Lees Station is located between the Lees Avenue overpass and Highway 417. The University of Ottawa's Lees campus is also situated directly across the street from the station. The station provides an important link between the University of Ottawa's two campuses, by serving as a shuttle for students between both Lees Station and uOttawa station. Several large high-density apartment complexes are also located within minutes of the station.

This station contains only one entrance off Lees Avenue. Lees Station offers the opportunity to view train movements and activity, either from within the station or from the outside as the approaches from Hurdman and uOttawa Stations are easily visible. In addition, a multi-use pathway runs along the side of the station and connects uOttawa to Hurdman and beyond, giving yet another way to observe the trains in action at different points. 

The station's artwork is also easily visible inside and outside of the station, with several features mounted on the walls of the pathway.

The layout of the station is that of side platforms, covered by glass canopies, which feature layered patterns on the glass. A small plaza area is located outside the station entrance, complete with benches and seating. Overall, an unassuming station that surprises with how well it integrates into its community and neighbourhood.

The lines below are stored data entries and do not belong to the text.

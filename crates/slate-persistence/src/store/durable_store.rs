use async_trait::async_trait;
use chrono::{DateTime, Utc};
use serde_json::Value;
use slate_core::SlateResult;
use slate_domain::{from_canonical, to_canonical, BoardState, CanonicalState};
use std::path::{Path, PathBuf};
use std::sync::Mutex;

use crate::archive::BackupEntry;
use crate::store::atomic_writer::AtomicWriter;
use crate::store::file_backend::{
    FileBackend, KEY_LAST_EXPORT, KEY_LAST_RESTORE, KEY_SNOOZE_UNTIL, KEY_WEEKLY_REMINDER,
};
use crate::store::sqlite_backend::{SqliteBackend, META_LAST_SAVE, META_LAST_SNAPSHOT};
use crate::traits::{BoardStore, SnapshotStore, StorageMode};

const META_LAST_EXPORT: &str = "lastExport";
const META_LAST_RESTORE: &str = "lastRestore";
const META_SNOOZE_UNTIL: &str = "snoozeUntil";
const META_WEEKLY_REMINDER: &str = "weeklyReminder";
const META_EXPORT_PATH: &str = "exportPath";

const DB_FILE: &str = "slate.db";
const FALLBACK_DIR: &str = "fallback";

/// Two-tier durable store for the live board and its metadata scalars.
///
/// Writes go to the transactional SQLite tier until the first failure,
/// after which the store is pinned to the flat-file fallback tier for
/// the rest of the session. Metadata that must survive a total loss of
/// the transactional tier (last export, last restore, snooze, reminder
/// flag) is mirrored to the fallback on every write.
///
/// One instance owns the backend connections; archive and coordinator
/// share it by reference rather than going through a process global.
pub struct DurableStore {
    sqlite: SqliteBackend,
    fallback: FileBackend,
    mode: Mutex<StorageMode>,
}

impl DurableStore {
    /// Store rooted at `data_dir`: the database and the fallback
    /// directory live side by side under it.
    pub fn new(data_dir: impl AsRef<Path>) -> Self {
        let data_dir = data_dir.as_ref();
        Self::with_paths(data_dir.join(DB_FILE), data_dir.join(FALLBACK_DIR))
    }

    /// Explicit backend locations (useful for tests).
    pub fn with_paths(sqlite_path: impl AsRef<Path>, fallback_dir: impl AsRef<Path>) -> Self {
        Self {
            sqlite: SqliteBackend::new(sqlite_path),
            fallback: FileBackend::new(fallback_dir),
            mode: Mutex::new(StorageMode::Transactional),
        }
    }

    /// Probe the transactional tier. On failure the store downgrades
    /// immediately and stays downgraded.
    pub async fn init(&self) -> StorageMode {
        if self.mode() == StorageMode::Transactional {
            if let Err(e) = self.sqlite.ensure_ready().await {
                tracing::warn!(error = %e, "transactional backend unavailable, using fallback store");
                self.downgrade();
            }
        }
        self.mode()
    }

    fn downgrade(&self) {
        let mut mode = self.mode.lock().unwrap();
        if *mode != StorageMode::Fallback {
            *mode = StorageMode::Fallback;
        }
    }

    /// Transactional meta read; errors and fallback mode both yield
    /// `None` without downgrading (metadata staleness is tolerable).
    async fn transactional_meta(&self, key: &str) -> Option<String> {
        if self.mode() != StorageMode::Transactional {
            return None;
        }
        self.sqlite.get_meta(key).await.ok().flatten()
    }

    /// Best-effort write to the transactional meta partition plus the
    /// fallback mirror, so the value survives losing either tier.
    async fn set_mirrored_meta(&self, meta_key: &str, mirror_key: &str, value: &str) {
        if self.mode() == StorageMode::Transactional {
            if let Err(e) = self.sqlite.set_meta(meta_key, value).await {
                tracing::debug!(key = meta_key, error = %e, "meta write failed");
            }
        }
        self.fallback.write_key(mirror_key, value).await;
    }

    async fn mirrored_meta(&self, meta_key: &str, mirror_key: &str) -> Option<String> {
        match self.transactional_meta(meta_key).await {
            Some(value) => Some(value),
            None => self.fallback.read_key(mirror_key).await,
        }
    }
}

fn parse_time(value: &str) -> Option<DateTime<Utc>> {
    DateTime::parse_from_rfc3339(value)
        .ok()
        .map(|dt| dt.with_timezone(&Utc))
}

#[async_trait]
impl BoardStore for DurableStore {
    async fn save_board(&self, state: &BoardState) -> bool {
        let canonical = to_canonical(state);

        if self.mode() == StorageMode::Transactional {
            match self.sqlite.save_board(&canonical).await {
                Ok(()) => return true,
                Err(e) => {
                    tracing::warn!(error = %e, "transactional save failed, switching to fallback store");
                    self.downgrade();
                }
            }
        }

        self.fallback.save_board(&canonical).await
    }

    async fn load_board(&self) -> Option<BoardState> {
        if self.mode() == StorageMode::Transactional {
            match self.sqlite.load_board().await {
                Ok(Some(value)) => return from_canonical(&value),
                Ok(None) => return None,
                Err(e) => {
                    tracing::warn!(error = %e, "transactional load failed, switching to fallback store");
                    self.downgrade();
                }
            }
        }

        self.fallback.load_board().await
    }

    async fn last_save_time(&self) -> Option<DateTime<Utc>> {
        self.transactional_meta(META_LAST_SAVE)
            .await
            .as_deref()
            .and_then(parse_time)
    }

    async fn last_export_time(&self) -> Option<DateTime<Utc>> {
        self.mirrored_meta(META_LAST_EXPORT, KEY_LAST_EXPORT)
            .await
            .as_deref()
            .and_then(parse_time)
    }

    async fn set_last_export_time(&self, at: DateTime<Utc>) {
        self.set_mirrored_meta(META_LAST_EXPORT, KEY_LAST_EXPORT, &at.to_rfc3339())
            .await;
    }

    async fn last_restore_time(&self) -> Option<DateTime<Utc>> {
        self.mirrored_meta(META_LAST_RESTORE, KEY_LAST_RESTORE)
            .await
            .as_deref()
            .and_then(parse_time)
    }

    async fn set_last_restore_time(&self, at: DateTime<Utc>) {
        self.set_mirrored_meta(META_LAST_RESTORE, KEY_LAST_RESTORE, &at.to_rfc3339())
            .await;
    }

    async fn weekly_reminder_enabled(&self) -> bool {
        self.mirrored_meta(META_WEEKLY_REMINDER, KEY_WEEKLY_REMINDER)
            .await
            .as_deref()
            == Some("true")
    }

    async fn set_weekly_reminder_enabled(&self, enabled: bool) {
        self.set_mirrored_meta(
            META_WEEKLY_REMINDER,
            KEY_WEEKLY_REMINDER,
            if enabled { "true" } else { "false" },
        )
        .await;
    }

    async fn snooze_until(&self) -> Option<DateTime<Utc>> {
        self.mirrored_meta(META_SNOOZE_UNTIL, KEY_SNOOZE_UNTIL)
            .await
            .as_deref()
            .and_then(parse_time)
    }

    async fn set_snooze_until(&self, until: Option<DateTime<Utc>>) {
        match until {
            Some(until) => {
                self.set_mirrored_meta(META_SNOOZE_UNTIL, KEY_SNOOZE_UNTIL, &until.to_rfc3339())
                    .await;
            }
            None => {
                if self.mode() == StorageMode::Transactional {
                    if let Err(e) = self.sqlite.delete_meta(META_SNOOZE_UNTIL).await {
                        tracing::debug!(error = %e, "snooze clear failed");
                    }
                }
                self.fallback.remove_key(KEY_SNOOZE_UNTIL).await;
            }
        }
    }

    async fn export_path(&self) -> Option<PathBuf> {
        // Like the file-handle it stands in for, the export destination
        // only lives in the transactional tier.
        self.transactional_meta(META_EXPORT_PATH)
            .await
            .map(PathBuf::from)
    }

    async fn set_export_path(&self, path: Option<PathBuf>) {
        if self.mode() != StorageMode::Transactional {
            return;
        }
        let result = match path {
            Some(path) => {
                self.sqlite
                    .set_meta(META_EXPORT_PATH, &path.to_string_lossy())
                    .await
            }
            None => self.sqlite.delete_meta(META_EXPORT_PATH).await,
        };
        if let Err(e) = result {
            tracing::debug!(error = %e, "export path update failed");
        }
    }

    async fn try_write_backup_to_file(&self, state: &CanonicalState) -> bool {
        let Some(path) = self.export_path().await else {
            return false;
        };
        let json = match serde_json::to_vec_pretty(state) {
            Ok(json) => json,
            Err(_) => return false,
        };
        match AtomicWriter::write_atomic(&path, &json).await {
            Ok(()) => {
                self.set_last_export_time(Utc::now()).await;
                tracing::info!(path = %path.display(), "auto-exported board to file");
                true
            }
            Err(e) => {
                tracing::debug!(path = %path.display(), error = %e, "auto-export failed");
                false
            }
        }
    }

    fn mode(&self) -> StorageMode {
        *self.mode.lock().unwrap()
    }
}

/// Snapshot rows live only in the transactional tier; there is no
/// fallback mirror for the archive. Operations here go straight at the
/// database regardless of the current mode and surface errors, so a
/// failed pre-destruction snapshot can be reported to the user.
#[async_trait]
impl SnapshotStore for DurableStore {
    async fn insert_backup(&self, entry: &BackupEntry) -> SlateResult<()> {
        let json = serde_json::to_string(entry)
            .map_err(|e| slate_core::SlateError::Serialization(e.to_string()))?;
        self.sqlite
            .insert_backup(&entry.id, entry.timestamp, entry.created_at, &json)
            .await
    }

    async fn delete_backup(&self, id: &str) -> SlateResult<()> {
        self.sqlite.delete_backup(id).await
    }

    async fn backup_rows(&self) -> SlateResult<Vec<Value>> {
        self.sqlite.backup_rows().await
    }

    async fn backup_row(&self, id: &str) -> SlateResult<Option<Value>> {
        self.sqlite.backup_row(id).await
    }

    async fn last_snapshot_time(&self) -> SlateResult<Option<DateTime<Utc>>> {
        Ok(self
            .sqlite
            .get_meta(META_LAST_SNAPSHOT)
            .await?
            .as_deref()
            .and_then(parse_time))
    }
}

One of the most unique features of Lees is its location and vantage points granted as a result. Being able to see train movements and activity in several different ways, from along the multi-use pathway, to the station itself, to the Lees Avenue overpass, and the nearby Hurdman bridge that crosses the Rideau River, Lees Station has an extensive variety of observation points all located within minutes of the station entrance, sure to satisfy the most demanding O-Train enthusiast.

The station's artwork is also very well integrated into the station. For example, the layered patterns on the glass panels that enclose the platform area blend in with the natural vegetation and green that surrounds the station.


Title: Transparent Passage

Artist: Amy Thompson (Ottawa, ON)

Transparent Passage consists of layered patterns on glass and sculptural elements of a bird in flight. These line the westbound multi-use pathway and are within view of the eastbound platform.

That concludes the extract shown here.